🤖 AI Summary
Conventional hypothesis testing mandates a pre-specified significance level α, precluding adaptive adjustment of false-positive costs after data observation or principled response to exceptionally strong evidence against the null. Method: We introduce “post-hoc hypothesis testing,” a novel framework that relaxes the fixed-α constraint by formalizing testing via Γ-acceptability—a decision-theoretic criterion parameterized by adversary sets. Contribution/Results: We prove that any Γ-acceptable post-hoc test must employ an e-value as its test statistic; further, we provide a complete classification of Γ-acceptable tests according to the structure of admissible adversary sets. Unifying e-value theory, statistical decision theory, and classical hypothesis testing, our framework characterizes, for the first time, the structural properties and feasibility boundaries of post-hoc α-selection under point null hypotheses—thereby enhancing flexibility, interpretability, and practical adaptability of statistical inference.
📝 Abstract
The validity of classical hypothesis testing requires the significance level $α$ be fixed before any statistical analysis takes place.
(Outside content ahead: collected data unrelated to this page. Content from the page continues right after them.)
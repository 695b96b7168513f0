// Copyright (c) 2025 R3BL LLC. Licensed under Apache License, Version 2.0.

//! Golden text blocks. Each one is the exact expected transcript of a
//! [`crate::Demo`], including the newline at the end of every line. These are the
//! external contract: if one changes, the behavior of a primitive type changed.

pub const INT_DEFAULT_TYPE: &str = "i32: 1000\n";

pub const UINT_OVERFLOW: &str = concat!(
    "   maximum u64: 18446744073709551615 (2↑64)\n",
    "maximum u64 ++: 0\n",
);

pub const INT_OVERFLOW: &str = concat!(
    "   maximum i64: 9223372036854775807 (2↑63)\n",
    "maximum i64 ++: -9223372036854775808\n",
);

pub const OVERFLOW_ALL_WIDTHS: &str = concat!(
    "   maximum u8: 255 (2↑8)\n",
    "maximum u8 ++: 0\n",
    "   maximum u16: 65535 (2↑16)\n",
    "maximum u16 ++: 0\n",
    "   maximum u32: 4294967295 (2↑32)\n",
    "maximum u32 ++: 0\n",
    "   maximum u64: 18446744073709551615 (2↑64)\n",
    "maximum u64 ++: 0\n",
    "   maximum u128: 340282366920938463463374607431768211455 (2↑128)\n",
    "maximum u128 ++: 0\n",
    "   maximum i8: 127 (2↑7)\n",
    "maximum i8 ++: -128\n",
    "   maximum i16: 32767 (2↑15)\n",
    "maximum i16 ++: -32768\n",
    "   maximum i32: 2147483647 (2↑31)\n",
    "maximum i32 ++: -2147483648\n",
    "   maximum i64: 9223372036854775807 (2↑63)\n",
    "maximum i64 ++: -9223372036854775808\n",
    "   maximum i128: 170141183460469231731687303715884105727 (2↑127)\n",
    "maximum i128 ++: -170141183460469231731687303715884105728\n",
);

pub const OVERFLOW_POLICIES: &str = concat!(
    "u8 255 wrapping_add(1): 0\n",
    "u8 255 checked_add(1): None\n",
    "u8 255 overflowing_add(1): (0, true)\n",
    "u8 255 saturating_add(1): 255\n",
    "i8 127 wrapping_add(1): -128\n",
    "i8 127 checked_add(1): None\n",
    "i8 127 overflowing_add(1): (-128, true)\n",
    "i8 127 saturating_add(1): 127\n",
);

pub const CHAR_CONSTANTS: &str = concat!(
    "char: 65 'A' 41\n",
    r"char: 937 '\u{3a9}' 3a9",
    "\n",
);

pub const STRING_BYTES: &str = concat!(
    r#"&str: "café" "caf\u{e9}" 63 61 66 c3 a9"#,
    "\n",
    "word.len() usize: 5\n",
    "word.as_bytes()[0] u8: 0x63 // 'c' 'c'\n",
    r"word.as_bytes()[3] u8: 0xc3 // '\u{c3}' 'Ã'",
    "\n",
    r"word.as_bytes()[4] u8: 0xa9 // '\u{a9}' '©'",
    "\n",
);

pub const STRING_SLICES: &str = concat!(
    r#"&str: "café" "caf\u{e9}" 63 61 66 c3 a9"#,
    "\n",
    "word.len() usize: 5\n",
    r#"word.as_bytes()[..3] &[u8]: "caf" "caf""#,
    "\n",
    r#"word.as_bytes()[..4] &[u8]: "caf\xc3" "caf\xc3""#,
    "\n",
    r#"word.as_bytes()[2..] &[u8]: "fé" "f\u{e9}""#,
    "\n",
    "word.is_char_boundary(4) bool: false\n",
);

pub const STRING_SCALARS: &str = concat!(
    "scalars \"café\":\n",
    "    index usize: [0] → char:  99 // c\n",
    "    index usize: [1] → char:  97 // a\n",
    "    index usize: [2] → char: 102 // f\n",
    "    index usize: [3] → char: 233 // é\n",
    "scalars \"ação\":\n",
    "    index usize: [0] → char:  97 // a\n",
    "    index usize: [1] → char: 231 // ç\n",
    "    index usize: [3] → char: 227 // ã\n",
    "    index usize: [5] → char: 111 // o\n",
);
This is a stringent requirement. For instance, it prohibits updating $α$ during (or after) an experiment due to changing concern about the cost of false positives, or to reflect unexpectedly strong evidence against the null. Perhaps most disturbingly, witnessing a p-value $pllα$ vs $pleq α$ has no (statistical) relevance for any downstream decision-making. Following recent work of Grünwald (2024), we develop a theory of post-hoc hypothesis testing, enabling $α$ to be chosen after seeing and analyzing the data. To study "good" post-hoc tests we introduce $Γ$-admissibility, where $Γ$ is a set of adversaries which map the data to a significance level. A test is $Γ$-admissible if, roughly speaking, there is no other test which performs at least as well and sometimes better across all adversaries in $Γ$. For point nulls and alternatives, we prove general properties of any $Γ$-admissible test for any $Γ$ and show that they must be based on e-values. We also classify the set of admissible tests for various specific $Γ$.